No total, o estudo envolveu 133 respondentes de ambos os sexos que frequentavam à época as consultas de oncologia do Centro Hospitalar de S. João e do IPO-Porto, tendo a análise das narrativas sido efetuada com recurso a um software de análise qualitativa (NVivo). O conhecimento da(s) história(s) da doença e da avaliação do feedback às PMF tornou possível traçar um perfil de doença oncológica mais próximo da realidade portuguesa (em particular das oito patologias descritas) e aferir, nesse enquadramento, o modelo mais adequado para promover o aumento da capacitação cidadã. A construção multidisciplinar de booklets foi a estratégia considerada ideal para atingir esse propósito. A conclusão da sua elaboração aconteceu dois anos após a realização das entrevistas, à qual se seguiu um processo de avaliação por parte dos entrevistados. Inicialmente, tal correspondeu ao envio das PMF originais e das novas versões que incluíam um pequeno questionário; num segundo momento, à realização de grupos de discussão (organizados por patologia). Os booklets e a história do projeto estão disponíveis no respetivo site: http://conheceradoenca.ipatimup.pt/. Nos destinatários incluem-se não só os portadores de doença, seus familiares e/ou cuidadores, como também os profissionais de saúde.

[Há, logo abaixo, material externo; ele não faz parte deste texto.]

use std::{
    fs::File,
    io::{BufReader, BufWriter, Read, Write},
    path::Path,
};

pub(crate) fn read_bytes(path: &Path) -> Result<Vec<u8>, std::io::Error> {
    let file = File::open(path)?;
    let mut reader = BufReader::new(file);
    let mut buffer = Vec::new();
    reader.read_to_end(&mut buffer)?;
    Ok(buffer)
}

pub(crate) fn write_bytes(bytes: &[u8], path: &Path) -> Result<(), std::io::Error> {
    let file = File::create(path)?;
    let mut writer = BufWriter::new(file);

    writer.write_all(bytes)?;
    writer.flush()
}
pub mod ch_edge;
pub mod ch_storage;
pub mod ch_weighting;
pub mod shortcut;
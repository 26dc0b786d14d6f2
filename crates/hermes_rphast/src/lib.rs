pub mod ch;
pub mod constants;
pub mod distance;
pub mod error;
pub mod graph;
pub mod matrix;
pub mod stopwatch;
pub(crate) mod storage;
pub mod types;
pub mod weighting;

#[cfg(test)]
mod test_graph_utils;
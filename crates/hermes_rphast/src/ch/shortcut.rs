use crate::types::{EdgeId, NodeId};

use super::ch_edge::EdgeCosts;

/// Edge `start -> end` replacing the two-edge path `incoming_edge`, `outgoing_edge`
/// around a contracted node.
#[derive(Debug, Clone, rkyv::Archive, rkyv::Serialize, rkyv::Deserialize)]
pub struct Shortcut {
    pub id: EdgeId,
    pub start: NodeId,
    pub end: NodeId,
    pub costs: EdgeCosts,

    pub incoming_edge: EdgeId,
    pub outgoing_edge: EdgeId,
}
use thiserror::Error;

use crate::types::{EdgeId, NodeId};

#[derive(Error, Debug)]
pub enum HierarchyError {
    #[error("Hierarchy has not been prepared: {0} nodes have no rank")]
    NotPrepared(usize),
    #[error("Node {0} has no rank")]
    UnrankedNode(NodeId),
    #[error("Rank {rank} is assigned to both node {first} and node {second}")]
    DuplicateRank {
        rank: usize,
        first: NodeId,
        second: NodeId,
    },
    #[error("Node {node} has rank {rank}, ranks must be below {node_count}")]
    RankOutOfBounds {
        node: NodeId,
        rank: usize,
        node_count: usize,
    },
    #[error("Node {node} is out of bounds, the hierarchy has {node_count} nodes")]
    NodeOutOfBounds { node: NodeId, node_count: usize },
    #[error("Edge {0} starts and ends at the same node")]
    SelfLoop(EdgeId),
    #[error("Shortcut {shortcut} is invalid: {reason}")]
    InvalidShortcut { shortcut: EdgeId, reason: String },
    #[error("Edge {edge} from node {start} to node {end} does not follow the rank order")]
    RankViolation {
        edge: EdgeId,
        start: NodeId,
        end: NodeId,
    },
    #[error("Unsupported hierarchy format version {found}, expected {expected}")]
    UnsupportedVersion { found: u32, expected: u32 },
    #[error("Failed to read or write hierarchy file")]
    Io(#[from] std::io::Error),
    #[error("Failed to (de)serialize hierarchy: {0}")]
    Serialization(String),
}

#[derive(Error, Debug)]
pub enum MatrixError {
    #[error("No sources given")]
    EmptySources,
    #[error("No destinations given")]
    EmptyDestinations,
    #[error("No metrics requested")]
    NoMetrics,
    #[error("Unknown distance unit {0}")]
    InvalidUnits(String),
    #[error("Invalid configuration value {value} for {key}")]
    InvalidConfig { key: &'static str, value: String },
    #[error("Node {node} is out of bounds, the graph has {node_count} nodes")]
    NodeOutOfBounds { node: NodeId, node_count: usize },
    #[error("Search has no subgraph, it must be prepared first")]
    NotPrepared,
    #[error("Destination {0} is not part of the prepared subgraph")]
    DestinationNotInSubGraph(NodeId),
    #[error("Matrix computation was cancelled")]
    Cancelled,
    #[error(transparent)]
    Hierarchy(#[from] HierarchyError),
    #[error("Failed to build worker pool")]
    ThreadPool(#[from] rayon::ThreadPoolBuildError),
}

Este constitui um exemplo da versatilidade e vocação da Sociologia em observar para lá das estruturas formais que enformam os comportamentos individuais e institucionais. É isso que a torna tão próxima da Medicina Narrativa.

Notas

[1] Barahona-Fernandes (1979), “Psiquiatria social. Modelo antropológico médico da doença/saúde mental”, Acta Médica Portuguesa, 2:251-265. Este psiquiatra traduziu illness por dolência, “o adoecer vivido como sofrimento”.

[2] Kleinman, Arthur (1988), The illness narratives: Suffering. Healing and the Human Condition, N.Y.: Basic Books.

[3] Bury, Michael (1982), “Chronic illness as biographical disruption”, Sociology of Health & Illness, 4(2):167-82.

[4] Nos EUA, os laboratórios de anatomia patológica possuem call centers cujo atendimento é feito por especialistas.

[5] Epstein, Jonathan (2010), “The PMF initiative explaining pathology reports to patients”, American Journal of Surgical Pathology, 34:1058-1060.